#### Task input

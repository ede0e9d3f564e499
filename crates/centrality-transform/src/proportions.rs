//! Per-occupation proportions and composite scores.
//!
//! Each occupation is processed independently. Within a group, every metric
//! is expressed as the task's share of the group total, the three shares are
//! summed (plain and weighted), and each sum is expressed as a share of the
//! group's total sum.
//!
//! Row arithmetic propagates missing values; group totals skip missing and
//! NaN entries. A zero total makes the corresponding shares NaN.

use std::collections::HashMap;

use tracing::debug;

use centrality_common::available;
use centrality_model::{ProportionRow, Result, TaskProportions, TaskRow, Weights};

/// Rows sharing one occupation code, in input order.
#[derive(Debug, Clone, PartialEq)]
pub struct OccupationGroup {
    pub occupation_code: String,
    pub rows: Vec<TaskRow>,
}

/// Annotated rows of one occupation, ready for the sink.
#[derive(Debug, Clone, PartialEq)]
pub struct OccupationBatch {
    pub occupation_code: String,
    pub rows: Vec<ProportionRow>,
}

/// Partition rows by occupation code.
///
/// Groups come out in the order their first task appears; rows keep their
/// relative order inside a group.
pub fn occupation_groups(rows: Vec<TaskRow>) -> Vec<OccupationGroup> {
    let mut groups: Vec<OccupationGroup> = Vec::new();
    let mut index: HashMap<String, usize> = HashMap::new();
    for row in rows {
        let slot = *index
            .entry(row.occupation_code().to_string())
            .or_insert_with(|| {
                groups.push(OccupationGroup {
                    occupation_code: row.occupation_code().to_string(),
                    rows: Vec::new(),
                });
                groups.len() - 1
            });
        groups[slot].rows.push(row);
    }
    groups
}

/// Computes proportions with a fixed set of metric weights.
#[derive(Debug, Clone, Copy)]
pub struct ProportionCalculator {
    weights: Weights,
}

impl Default for ProportionCalculator {
    fn default() -> Self {
        Self {
            weights: Weights::default(),
        }
    }
}

impl ProportionCalculator {
    /// Fails if any weight is not a positive finite number.
    pub fn new(weights: Weights) -> Result<Self> {
        weights.validate()?;
        Ok(Self { weights })
    }

    /// Lazily annotate each occupation group of a normalized table.
    pub fn batches(self, rows: Vec<TaskRow>) -> impl Iterator<Item = OccupationBatch> {
        occupation_groups(rows)
            .into_iter()
            .map(move |group| self.annotate(group))
    }

    /// Annotate one occupation group.
    pub fn annotate(&self, group: OccupationGroup) -> OccupationBatch {
        let OccupationGroup {
            occupation_code,
            rows,
        } = group;

        let total_importance = group_total(rows.iter().map(|row| row.importance));
        let freq_score_total = group_total(rows.iter().map(|row| row.average_frequency));
        let total_relevance = group_total(rows.iter().map(|row| row.relevance));

        let mut proportions: Vec<TaskProportions> = rows
            .iter()
            .map(|row| {
                let importance_proportion = share(row.importance, total_importance);
                let frequency_proportion = share(row.average_frequency, freq_score_total);
                let relevance_proportion = share(row.relevance, total_relevance);
                TaskProportions {
                    total_importance: Some(total_importance),
                    importance_proportion,
                    freq_score_total: Some(freq_score_total),
                    frequency_proportion,
                    total_relevance: Some(total_relevance),
                    relevance_proportion,
                    unweighted_sum: combine(
                        [importance_proportion, frequency_proportion, relevance_proportion],
                        [1.0, 1.0, 1.0],
                    ),
                    weighted_sum: combine(
                        [importance_proportion, frequency_proportion, relevance_proportion],
                        [
                            self.weights.importance,
                            self.weights.frequency,
                            self.weights.relevance,
                        ],
                    ),
                    ..TaskProportions::default()
                }
            })
            .collect();

        let total_sum = group_total(proportions.iter().map(|p| p.unweighted_sum));
        let total_weighted_sum = group_total(proportions.iter().map(|p| p.weighted_sum));
        for p in &mut proportions {
            p.sum_proportion = share(p.unweighted_sum, total_sum);
            p.weighted_sum_proportion = share(p.weighted_sum, total_weighted_sum);
        }

        debug!(
            occupation_code = %occupation_code,
            tasks = rows.len(),
            total_importance,
            freq_score_total,
            total_relevance,
            "occupation proportions"
        );

        OccupationBatch {
            occupation_code,
            rows: rows
                .into_iter()
                .zip(proportions)
                .map(|(task, proportions)| ProportionRow { task, proportions })
                .collect(),
        }
    }
}

/// Sum of the available values; zero when none are available.
fn group_total(values: impl IntoIterator<Item = Option<f64>>) -> f64 {
    available(values).sum()
}

/// `value / total`, NaN when the total is zero.
fn share(value: Option<f64>, total: f64) -> Option<f64> {
    value.map(|value| if total == 0.0 { f64::NAN } else { value / total })
}

/// Weighted sum of the three metric shares; missing if any share is.
fn combine(shares: [Option<f64>; 3], weights: [f64; 3]) -> Option<f64> {
    let [a, b, c] = shares;
    Some(a? * weights[0] + b? * weights[1] + c? * weights[2])
}

#[cfg(test)]
mod tests {
    use super::*;

    #[test]
    fn share_of_zero_total_is_nan() {
        assert!(share(Some(0.0), 0.0).unwrap().is_nan());
        assert_eq!(share(None, 0.0), None);
        assert_eq!(share(Some(0.25), 1.0), Some(0.25));
    }

    #[test]
    fn combine_propagates_missing_shares() {
        assert_eq!(combine([Some(0.5), None, Some(0.5)], [1.0, 1.0, 1.0]), None);
        assert_eq!(
            combine([Some(0.5), Some(0.25), Some(0.25)], [2.0, 1.0, 1.0]),
            Some(1.5)
        );
    }

    #[test]
    fn group_total_skips_missing_and_nan() {
        assert_eq!(group_total([Some(1.0), None, Some(f64::NAN), Some(2.0)]), 3.0);
        assert_eq!(group_total([None, None]), 0.0);
    }
}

#### What the task asks
Extract every line containing the string "HashMap" from the data above.

#### Answer to the problem
use std::collections::HashMap;
    let mut index: HashMap<String, usize> = HashMap::new();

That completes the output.